I don't know. Is do not pretend to know. I am also not sure that time and matter "began".
 
CivCube said:
According to our own limited viewpoints, anyway. We don't know if there are alternatives. Should we assume that there aren't?

I would say at least it seems fairly certain that there is something beyond the universe (the events causing the universe would be the evidence). There could be a larger universe type entity (or entities) or another thing (s). I would consider that in a like manner that humans have found that there are things beyond earth there are things beyond the universe. It is reasonable to expect to see or find things out there.
 
When I did Physics, pre-Bing Bang was a taboo topic.
Stephen Hawking says this about pre-Big-Bang: there's no point. Since any matter that existed before the Big Bang collapsed into the singularity that existed just before the Big Bang, all information on what that matter looked like before it collapsed has been lost. Forever. There's no way, according to the physics we know, to obtain any information on events that occurred before the Big Bang. So, for all practical purposes, Time began at the Big Bang. Whatever happened before it can never be known, so to us those events might as well never have existed.
 
Free Enterprise said:
The universe cannot really be uncaused. Is it scientific for it to be uncaused? Is it coherent for it to be uncaused? The universe operates under laws that seem to be applicable throughout this place that is called the universe. So it must abide by these rules since it has been seen to enough to be considered a valid paradigm. It, the universe, cannot choose.

What kind of nonsense is this? Do you call this reasoning? It's a bunch of weak assumptions tied together by a weaker conclusion. Bah!
 
BasketCase said:
Stephen Hawking says this about pre-Big-Bang: there's no point. Since any matter that existed before the Big Bang collapsed into the singularity that existed just before the Big Bang, all information on what that matter looked like before it collapsed has been lost. Forever. There's no way, according to the physics we know, to obtain any information on events that occurred before the Big Bang. So, for all practical purposes, Time began at the Big Bang. Whatever happened before it can never be known, so to us those events might as well never have existed.

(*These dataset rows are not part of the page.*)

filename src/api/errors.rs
use axum::http::StatusCode;
use axum::response::{IntoResponse, Response};
use axum::Json;
use serde::Serialize;

pub(crate) mod titles {
    pub(crate) const MISSING_FIELDS: &str = "MISSING_FIELDS";
    pub(crate) const INVALID_FIELD: &str = "INVALID_FIELD";
    pub(crate) const COURSE_NOT_FOUND: &str = "COURSE_NOT_FOUND";
    pub(crate) const MODULE_NOT_FOUND: &str = "MODULE_NOT_FOUND";
    pub(crate) const RESOURCE_NOT_FOUND: &str = "RESOURCE_NOT_FOUND";
    pub(crate) const TASK_NOT_FOUND: &str = "TASK_NOT_FOUND";
    pub(crate) const SUBMISSION_NOT_FOUND: &str = "SUBMISSION_NOT_FOUND";
    pub(crate) const ASSISTANT_NOT_FOUND: &str = "ASSISTANT_NOT_FOUND";
    pub(crate) const NO_FEEDBACK_FOUND: &str = "NO_FEEDBACK_FOUND";
    pub(crate) const UNAUTHORIZED: &str = "UNAUTHORIZED";
    pub(crate) const COURSE_IS_FULL: &str = "COURSE_IS_FULL";
    pub(crate) const NOT_ENOUGH_CORRELATIVES: &str =
        "USER_HAS_NOT_ENOUGH_CORRELATIVES_APPROVED_TO_ENROLL";
    pub(crate) const USER_NOT_ENROLLED: &str = "USER_NOT_ENROLLED_INTO_THE_COURSE";
    pub(crate) const ASSISTANT_ALREADY_EXISTS: &str = "ASSISTANT_ALREADY_EXISTS";
    pub(crate) const CORRECTOR_ALREADY_ASSIGNED: &str = "CORRECTOR_ALREADY_ASSIGNED";
    pub(crate) const COURSE_ALREADY_IN_FAVOURITES: &str = "COURSE_ALREADY_IN_FAVOURITES";
    pub(crate) const COURSE_NOT_IN_FAVOURITES: &str = "COURSE_NOT_IN_FAVOURITES";
    pub(crate) const STORAGE_DISABLED: &str = "STORAGE_DISABLED";
    pub(crate) const INTERNAL_SERVER_ERROR: &str = "INTERNAL_SERVER_ERROR";
}

/// RFC 7807 style body. Every error response of the service uses it.
#[derive(Debug, Serialize)]
pub(crate) struct Problem {
    #[serde(rename = "type")]
    pub(crate) kind: &'static str,
    pub(crate) title: &'static str,
    pub(crate) status: u16,
    pub(crate) detail: String,
    pub(crate) instance: String,
}

#[derive(Debug)]
pub(crate) struct ApiError {
    status: StatusCode,
    title: &'static str,
    detail: String,
    instance: &'static str,
}

impl ApiError {
    pub(crate) fn new(
        status: StatusCode,
        title: &'static str,
        detail: impl Into<String>,
        instance: &'static str,
    ) -> Self {
        Self { status, title, detail: detail.into(), instance }
    }

    pub(crate) fn missing_fields(detail: impl Into<String>, instance: &'static str) -> Self {
        Self::new(StatusCode::BAD_REQUEST, titles::MISSING_FIELDS, detail, instance)
    }

    pub(crate) fn invalid_field(detail: impl Into<String>, instance: &'static str) -> Self {
        Self::new(StatusCode::BAD_REQUEST, titles::INVALID_FIELD, detail, instance)
    }

    pub(crate) fn not_found(
        title: &'static str,
        detail: impl Into<String>,
        instance: &'static str,
    ) -> Self {
        Self::new(StatusCode::NOT_FOUND, title, detail, instance)
    }

    pub(crate) fn course_not_found(instance: &'static str) -> Self {
        Self::not_found(titles::COURSE_NOT_FOUND, "Course not found", instance)
    }

    pub(crate) fn unauthorized(detail: impl Into<String>, instance: &'static str) -> Self {
        Self::new(StatusCode::FORBIDDEN, titles::UNAUTHORIZED, detail, instance)
    }

    pub(crate) fn conflict(
        title: &'static str,
        detail: impl Into<String>,
        instance: &'static str,
    ) -> Self {
        Self::new(StatusCode::CONFLICT, title, detail, instance)
    }

    pub(crate) fn bad_request(
        title: &'static str,
        detail: impl Into<String>,
        instance: &'static str,
    ) -> Self {
        Self::new(StatusCode::BAD_REQUEST, title, detail, instance)
    }

    pub(crate) fn storage_disabled(instance: &'static str) -> Self {
        Self::new(
            StatusCode::SERVICE_UNAVAILABLE,
            titles::STORAGE_DISABLED,
            "Object storage is not configured",
            instance,
        )
    }

    /// Log the underlying error with context and answer with the opaque 500.
    pub(crate) fn internal(err: impl std::fmt::Display, instance: &'static str) -> Self {
        tracing::error!(error = %err, instance, "request failed");
        Self::new(
            StatusCode::INTERNAL_SERVER_ERROR,
            titles::INTERNAL_SERVER_ERROR,
            "Internal server error",
            instance,
        )
    }

    #[cfg(test)]
    pub(crate) fn status(&self) -> StatusCode {
        self.status
    }
}

impl IntoResponse for ApiError {
    fn into_response(self) -> Response {
        let body = Problem {
            kind: "about:blank",
            title: self.title,
            status: self.status.as_u16(),
            detail: self.detail,
            instance: format!("/courses/{}", self.instance),
        };
        (self.status, Json(body)).into_response()
    }
}

#[cfg(test)]
mod tests {
    use super::*;

    #[test]
    fn envelope_carries_all_problem_fields() {
        let error = ApiError::course_not_found("get_course");
        let response = error.into_response();
        assert_eq!(response.status(), StatusCode::NOT_FOUND);

        let body = read_body(response);
        assert_eq!(body["type"], "about:blank");
        assert_eq!(body["title"], "COURSE_NOT_FOUND");
        assert_eq!(body["status"], 404);
        assert_eq!(body["detail"], "Course not found");
        assert_eq!(body["instance"], "/courses/get_course");
    }

    #[test]
    fn internal_hides_the_underlying_error() {
        let error = ApiError::internal("connection refused", "create_course");
        assert_eq!(error.status(), StatusCode::INTERNAL_SERVER_ERROR);
        let body = read_body(error.into_response());
        assert_eq!(body["title"], "INTERNAL_SERVER_ERROR");
        assert_eq!(body["detail"], "Internal server error");
    }

    fn read_body(response: Response) -> serde_json::Value {
        let bytes = tokio::runtime::Builder::new_current_thread()
            .build()
            .unwrap()
            .block_on(axum::body::to_bytes(response.into_body(), usize::MAX))
            .unwrap();
        serde_json::from_slice(&bytes).unwrap()
    }
}
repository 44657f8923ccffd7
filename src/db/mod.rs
pub(crate) mod models;
pub(crate) mod types;

use std::time::Duration;

use sqlx::postgres::{PgConnectOptions, PgPoolOptions};
use sqlx::{ConnectOptions, PgPool};

use crate::core::config::Settings;

pub(crate) async fn init_pool(settings: &Settings) -> Result<PgPool, sqlx::Error> {
    let database_url = settings.database().database_url();
    let mut connect_options: PgConnectOptions = database_url.parse()?;

    connect_options =
        connect_options.application_name("aula").log_statements(tracing::log::LevelFilter::Off);

    PgPoolOptions::new()
        .max_connections(30)
        .min_connections(1)
        .acquire_timeout(Duration::from_secs(30))
        .test_before_acquire(true)
        .connect_with(connect_options)
        .await
}

pub(crate) async fn run_migrations(pool: &PgPool) -> Result<(), sqlx::Error> {
    sqlx::migrate!("./migrations").run(pool).await?;
    Ok(())
}
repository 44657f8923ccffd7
use tokio::signal;

pub(crate) async fn shutdown_signal() {
    let ctrl_c = async {
        if let Err(err) = signal::ctrl_c().await {
            tracing::error!(error = %err, "Failed to install Ctrl+C handler");
            std::future::pending::<()>().await;
        }
    };

    #[cfg(unix)]
    let terminate = async {
        match signal::unix::signal(signal::unix::SignalKind::terminate()) {
            Ok(mut stream) => {
                stream.recv().await;
            }
            Err(err) => {
                tracing::error!(error = %err, "Failed to install SIGTERM handler");
                std::future::pending::<()>().await;
            }
        }
    };

    #[cfg(not(unix))]
    let terminate = std::future::pending::<()>();

    tokio::select! {
        _ = ctrl_c => {},
        _ = terminate => {},
    }

    tracing::info!("shutdown signal received");
}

Stephen Hawking says there was no singularity, about 20 years ago.
 
I have this crazy hypothesis that the universe is 'breathing' - for lack of a better word - it's currenty expanding (inhaling if you will), gaining momentum... to a certain point (full lung capacity in my analogy), untill it will start contracting (imploding I guess) once again, at an increasing rate - which will ultimately result in all matter being 'sucked' back to the 'center', where another fantastic 'big bang' will occur, and the process will start all over again - with a 'new' universe.

:mischief:
 
BasketCase said:
Stephen Hawking says this about pre-Big-Bang: there's no point. Since any matter that existed before the Big Bang collapsed into the singularity that existed just before the Big Bang, all information on what that matter looked like before it collapsed has been lost. Forever. There's no way, according to the physics we know, to obtain any information on events that occurred before the Big Bang. So, for all practical purposes, Time began at the Big Bang. Whatever happened before it can never be known, so to us those events might as well never have existed.
Yup, that's also why there is no point in measuring time before the big bang ... if you could say what was different about 1ns and 1yr before the bing bang, you might extrapolate the cause of it.